*EXERCISE OBJECTIVE*.
Work out how many lines of the listing hold "InfoLevel", then state only that count.
-*-
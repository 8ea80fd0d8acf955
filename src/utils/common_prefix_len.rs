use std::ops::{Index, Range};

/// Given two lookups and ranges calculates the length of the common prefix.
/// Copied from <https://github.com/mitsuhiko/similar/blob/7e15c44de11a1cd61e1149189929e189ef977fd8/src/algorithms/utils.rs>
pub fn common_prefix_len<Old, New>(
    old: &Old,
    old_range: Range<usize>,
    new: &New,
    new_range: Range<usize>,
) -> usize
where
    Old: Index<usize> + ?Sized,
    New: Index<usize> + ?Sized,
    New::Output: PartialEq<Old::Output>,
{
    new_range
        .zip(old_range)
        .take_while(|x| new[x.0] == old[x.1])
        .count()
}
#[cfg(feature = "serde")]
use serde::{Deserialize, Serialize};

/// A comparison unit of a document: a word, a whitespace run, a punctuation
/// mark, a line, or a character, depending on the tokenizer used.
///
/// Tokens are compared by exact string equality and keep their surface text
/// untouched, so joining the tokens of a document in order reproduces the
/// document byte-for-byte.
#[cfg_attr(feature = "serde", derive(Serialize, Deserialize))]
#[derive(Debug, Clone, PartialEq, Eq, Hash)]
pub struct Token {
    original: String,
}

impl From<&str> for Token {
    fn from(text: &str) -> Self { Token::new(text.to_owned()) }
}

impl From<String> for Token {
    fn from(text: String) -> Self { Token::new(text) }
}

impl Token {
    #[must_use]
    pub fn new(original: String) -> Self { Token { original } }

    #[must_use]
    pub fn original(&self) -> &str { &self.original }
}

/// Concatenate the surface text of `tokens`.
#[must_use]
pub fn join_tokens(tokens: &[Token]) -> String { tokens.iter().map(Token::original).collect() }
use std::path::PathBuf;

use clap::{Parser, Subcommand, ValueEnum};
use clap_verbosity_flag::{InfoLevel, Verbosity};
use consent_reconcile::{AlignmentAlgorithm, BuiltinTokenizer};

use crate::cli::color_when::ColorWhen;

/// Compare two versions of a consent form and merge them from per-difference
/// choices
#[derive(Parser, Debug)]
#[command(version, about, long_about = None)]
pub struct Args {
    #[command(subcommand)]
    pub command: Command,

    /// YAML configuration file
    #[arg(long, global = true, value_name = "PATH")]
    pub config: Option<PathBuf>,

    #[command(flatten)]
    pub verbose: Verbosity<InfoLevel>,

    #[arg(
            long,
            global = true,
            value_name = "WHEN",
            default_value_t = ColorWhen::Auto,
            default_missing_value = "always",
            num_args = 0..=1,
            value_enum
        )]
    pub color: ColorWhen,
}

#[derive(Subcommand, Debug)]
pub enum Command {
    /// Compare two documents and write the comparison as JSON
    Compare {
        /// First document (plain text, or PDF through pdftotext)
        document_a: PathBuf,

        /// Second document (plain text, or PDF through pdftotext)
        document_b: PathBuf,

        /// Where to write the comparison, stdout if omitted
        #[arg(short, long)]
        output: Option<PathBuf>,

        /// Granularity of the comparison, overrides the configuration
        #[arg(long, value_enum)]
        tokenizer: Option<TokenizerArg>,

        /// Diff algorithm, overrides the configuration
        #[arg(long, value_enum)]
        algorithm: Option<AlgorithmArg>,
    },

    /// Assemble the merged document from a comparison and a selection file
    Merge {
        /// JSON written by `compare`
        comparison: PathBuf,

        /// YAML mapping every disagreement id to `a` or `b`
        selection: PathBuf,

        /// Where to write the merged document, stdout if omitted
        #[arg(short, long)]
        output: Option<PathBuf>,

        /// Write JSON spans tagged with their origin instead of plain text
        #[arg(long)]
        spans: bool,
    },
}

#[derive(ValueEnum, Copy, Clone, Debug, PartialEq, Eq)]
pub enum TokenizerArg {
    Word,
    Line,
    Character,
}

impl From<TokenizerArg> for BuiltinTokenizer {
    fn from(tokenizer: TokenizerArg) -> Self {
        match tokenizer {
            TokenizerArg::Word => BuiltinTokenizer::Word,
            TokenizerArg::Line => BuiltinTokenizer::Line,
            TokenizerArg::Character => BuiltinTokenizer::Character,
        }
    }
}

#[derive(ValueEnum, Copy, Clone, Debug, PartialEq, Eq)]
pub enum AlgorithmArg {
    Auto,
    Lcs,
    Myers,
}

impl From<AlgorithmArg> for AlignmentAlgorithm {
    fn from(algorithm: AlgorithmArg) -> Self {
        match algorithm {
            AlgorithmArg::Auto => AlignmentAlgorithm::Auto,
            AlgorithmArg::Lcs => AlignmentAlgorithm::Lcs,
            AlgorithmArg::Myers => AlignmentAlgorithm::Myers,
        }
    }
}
-*-
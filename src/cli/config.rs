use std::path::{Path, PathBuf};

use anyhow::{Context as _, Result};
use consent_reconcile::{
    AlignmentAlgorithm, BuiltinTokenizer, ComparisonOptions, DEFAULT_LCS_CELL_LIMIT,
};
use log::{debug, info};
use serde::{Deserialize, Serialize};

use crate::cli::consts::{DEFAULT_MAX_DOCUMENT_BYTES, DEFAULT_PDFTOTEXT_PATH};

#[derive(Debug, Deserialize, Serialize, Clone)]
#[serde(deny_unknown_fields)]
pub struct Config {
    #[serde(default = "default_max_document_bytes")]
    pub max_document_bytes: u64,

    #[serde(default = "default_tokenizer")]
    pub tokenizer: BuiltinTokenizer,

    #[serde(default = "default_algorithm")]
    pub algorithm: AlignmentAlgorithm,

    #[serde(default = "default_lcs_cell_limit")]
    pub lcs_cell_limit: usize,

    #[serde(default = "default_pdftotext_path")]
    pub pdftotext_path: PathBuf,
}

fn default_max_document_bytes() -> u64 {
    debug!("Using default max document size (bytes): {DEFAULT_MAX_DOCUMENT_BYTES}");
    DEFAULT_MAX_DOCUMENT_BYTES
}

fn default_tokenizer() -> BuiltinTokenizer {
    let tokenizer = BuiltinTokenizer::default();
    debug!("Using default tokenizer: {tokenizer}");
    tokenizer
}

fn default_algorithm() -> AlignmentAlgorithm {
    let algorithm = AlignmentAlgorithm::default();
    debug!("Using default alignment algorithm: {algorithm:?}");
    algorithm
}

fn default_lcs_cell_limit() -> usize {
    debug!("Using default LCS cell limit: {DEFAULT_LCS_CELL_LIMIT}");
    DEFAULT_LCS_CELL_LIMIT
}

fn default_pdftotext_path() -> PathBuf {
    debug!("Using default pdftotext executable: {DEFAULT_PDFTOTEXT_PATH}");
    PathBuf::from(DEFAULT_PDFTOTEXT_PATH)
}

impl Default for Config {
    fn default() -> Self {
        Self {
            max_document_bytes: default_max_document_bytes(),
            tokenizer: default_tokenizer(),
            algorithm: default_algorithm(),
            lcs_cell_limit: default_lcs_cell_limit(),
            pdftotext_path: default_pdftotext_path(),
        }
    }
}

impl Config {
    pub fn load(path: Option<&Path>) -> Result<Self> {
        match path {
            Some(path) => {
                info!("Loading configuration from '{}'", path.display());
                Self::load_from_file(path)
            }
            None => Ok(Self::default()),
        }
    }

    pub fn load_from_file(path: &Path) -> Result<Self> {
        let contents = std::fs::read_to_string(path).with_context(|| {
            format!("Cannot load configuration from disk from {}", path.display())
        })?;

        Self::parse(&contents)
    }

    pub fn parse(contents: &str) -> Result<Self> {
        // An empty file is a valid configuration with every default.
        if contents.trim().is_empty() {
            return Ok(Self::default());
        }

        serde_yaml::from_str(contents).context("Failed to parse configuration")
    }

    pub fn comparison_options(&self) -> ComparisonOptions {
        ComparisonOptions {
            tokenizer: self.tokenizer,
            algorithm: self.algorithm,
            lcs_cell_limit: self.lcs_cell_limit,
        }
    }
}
-*-
*SOLUTION TO THE EXERCISE*.
2